→ Instructions to follow
Only lines with the string "scale" matter here; gather them from the material below.

→ Listed records
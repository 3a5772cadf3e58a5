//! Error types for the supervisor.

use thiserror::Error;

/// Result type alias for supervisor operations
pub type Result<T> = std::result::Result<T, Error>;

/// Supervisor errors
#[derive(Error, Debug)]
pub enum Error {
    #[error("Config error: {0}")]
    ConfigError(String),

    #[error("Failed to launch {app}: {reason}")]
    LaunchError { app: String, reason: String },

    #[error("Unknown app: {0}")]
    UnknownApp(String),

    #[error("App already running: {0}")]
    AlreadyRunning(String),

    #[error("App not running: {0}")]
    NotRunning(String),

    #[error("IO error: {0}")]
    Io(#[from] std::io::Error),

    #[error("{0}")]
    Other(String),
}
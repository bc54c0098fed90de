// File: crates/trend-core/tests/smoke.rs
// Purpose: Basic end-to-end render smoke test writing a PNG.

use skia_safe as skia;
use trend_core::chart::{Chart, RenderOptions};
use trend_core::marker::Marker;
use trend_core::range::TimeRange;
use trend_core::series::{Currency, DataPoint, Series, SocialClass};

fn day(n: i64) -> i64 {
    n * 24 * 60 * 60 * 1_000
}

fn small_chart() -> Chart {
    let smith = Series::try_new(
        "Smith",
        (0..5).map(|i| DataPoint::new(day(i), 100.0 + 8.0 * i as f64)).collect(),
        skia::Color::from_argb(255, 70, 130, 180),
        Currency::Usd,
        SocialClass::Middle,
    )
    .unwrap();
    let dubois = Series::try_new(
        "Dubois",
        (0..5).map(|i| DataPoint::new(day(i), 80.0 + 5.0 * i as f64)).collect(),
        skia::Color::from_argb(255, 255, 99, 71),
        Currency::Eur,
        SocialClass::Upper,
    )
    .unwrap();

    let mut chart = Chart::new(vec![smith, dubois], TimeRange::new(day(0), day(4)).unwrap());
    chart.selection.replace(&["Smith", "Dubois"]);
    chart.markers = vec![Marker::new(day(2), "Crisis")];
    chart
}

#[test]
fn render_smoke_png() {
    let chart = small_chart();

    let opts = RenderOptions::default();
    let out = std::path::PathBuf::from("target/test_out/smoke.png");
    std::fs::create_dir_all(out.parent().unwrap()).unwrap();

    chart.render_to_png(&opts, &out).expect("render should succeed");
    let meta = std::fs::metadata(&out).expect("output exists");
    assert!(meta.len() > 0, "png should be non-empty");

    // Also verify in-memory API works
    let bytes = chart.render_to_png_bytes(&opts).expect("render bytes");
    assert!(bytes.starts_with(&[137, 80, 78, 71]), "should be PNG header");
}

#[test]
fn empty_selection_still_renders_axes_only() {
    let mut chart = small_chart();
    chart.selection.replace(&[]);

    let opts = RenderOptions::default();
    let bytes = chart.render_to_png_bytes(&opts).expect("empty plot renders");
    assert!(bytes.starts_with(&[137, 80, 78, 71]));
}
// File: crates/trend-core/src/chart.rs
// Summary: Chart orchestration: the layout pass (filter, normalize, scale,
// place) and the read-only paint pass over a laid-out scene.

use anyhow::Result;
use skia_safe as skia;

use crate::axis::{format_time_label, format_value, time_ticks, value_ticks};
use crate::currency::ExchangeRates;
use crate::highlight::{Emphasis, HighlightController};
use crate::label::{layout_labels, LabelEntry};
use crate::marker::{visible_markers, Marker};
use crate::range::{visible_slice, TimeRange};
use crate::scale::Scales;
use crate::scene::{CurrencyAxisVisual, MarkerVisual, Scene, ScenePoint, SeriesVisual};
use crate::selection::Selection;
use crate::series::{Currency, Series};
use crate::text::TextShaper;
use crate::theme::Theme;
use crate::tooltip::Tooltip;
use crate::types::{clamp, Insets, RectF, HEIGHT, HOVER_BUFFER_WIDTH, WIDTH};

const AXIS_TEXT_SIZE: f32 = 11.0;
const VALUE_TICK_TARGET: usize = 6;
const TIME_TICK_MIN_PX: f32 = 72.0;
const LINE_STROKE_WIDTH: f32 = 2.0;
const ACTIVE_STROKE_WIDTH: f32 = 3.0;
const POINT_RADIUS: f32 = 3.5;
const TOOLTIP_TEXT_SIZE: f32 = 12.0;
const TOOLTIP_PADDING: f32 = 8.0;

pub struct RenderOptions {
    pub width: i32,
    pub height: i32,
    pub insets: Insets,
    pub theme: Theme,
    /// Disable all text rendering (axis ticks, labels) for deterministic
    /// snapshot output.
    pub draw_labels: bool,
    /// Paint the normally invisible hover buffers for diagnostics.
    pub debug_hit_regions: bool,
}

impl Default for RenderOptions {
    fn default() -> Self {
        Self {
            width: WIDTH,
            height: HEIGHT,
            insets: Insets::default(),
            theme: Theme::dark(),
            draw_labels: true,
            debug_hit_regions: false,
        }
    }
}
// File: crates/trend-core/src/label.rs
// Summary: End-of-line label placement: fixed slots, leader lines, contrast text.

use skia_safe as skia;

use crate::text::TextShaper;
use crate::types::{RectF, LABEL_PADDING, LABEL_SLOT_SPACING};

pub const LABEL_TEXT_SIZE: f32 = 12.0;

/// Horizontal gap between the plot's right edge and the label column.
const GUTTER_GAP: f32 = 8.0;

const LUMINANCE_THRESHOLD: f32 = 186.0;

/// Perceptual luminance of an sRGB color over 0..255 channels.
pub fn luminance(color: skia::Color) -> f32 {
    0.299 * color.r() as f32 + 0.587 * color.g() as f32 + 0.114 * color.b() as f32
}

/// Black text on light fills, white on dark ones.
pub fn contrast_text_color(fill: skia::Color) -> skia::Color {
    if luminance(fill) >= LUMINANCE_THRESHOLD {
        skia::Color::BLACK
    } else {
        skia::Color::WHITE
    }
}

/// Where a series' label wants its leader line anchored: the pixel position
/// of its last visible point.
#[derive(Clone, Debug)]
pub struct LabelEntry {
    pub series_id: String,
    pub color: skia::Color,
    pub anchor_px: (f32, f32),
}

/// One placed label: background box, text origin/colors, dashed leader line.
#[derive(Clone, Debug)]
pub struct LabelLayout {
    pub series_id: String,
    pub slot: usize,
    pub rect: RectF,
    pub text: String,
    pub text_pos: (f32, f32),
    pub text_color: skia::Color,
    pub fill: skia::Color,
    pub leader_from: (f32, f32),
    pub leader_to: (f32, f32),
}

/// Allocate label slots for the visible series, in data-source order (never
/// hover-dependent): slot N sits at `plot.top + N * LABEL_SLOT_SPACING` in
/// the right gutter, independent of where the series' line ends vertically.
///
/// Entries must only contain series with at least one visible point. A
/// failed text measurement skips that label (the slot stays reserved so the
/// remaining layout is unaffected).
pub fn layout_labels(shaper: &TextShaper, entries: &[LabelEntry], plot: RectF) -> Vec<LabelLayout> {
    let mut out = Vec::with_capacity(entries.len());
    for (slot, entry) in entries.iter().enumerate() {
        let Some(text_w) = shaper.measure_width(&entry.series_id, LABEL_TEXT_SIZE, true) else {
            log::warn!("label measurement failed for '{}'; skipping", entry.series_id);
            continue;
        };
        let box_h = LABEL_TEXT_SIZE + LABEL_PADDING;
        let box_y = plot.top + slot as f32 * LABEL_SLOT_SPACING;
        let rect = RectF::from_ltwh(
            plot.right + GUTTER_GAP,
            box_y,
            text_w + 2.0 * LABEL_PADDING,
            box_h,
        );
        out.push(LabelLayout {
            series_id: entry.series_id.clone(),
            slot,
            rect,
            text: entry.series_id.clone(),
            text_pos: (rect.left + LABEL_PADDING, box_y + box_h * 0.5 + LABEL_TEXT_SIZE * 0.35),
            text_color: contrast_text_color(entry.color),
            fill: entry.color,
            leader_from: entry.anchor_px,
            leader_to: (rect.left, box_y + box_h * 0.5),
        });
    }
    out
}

→ Task response
// Summary: Chart orchestration: the layout pass (filter, normalize, scale,
use crate::scale::Scales;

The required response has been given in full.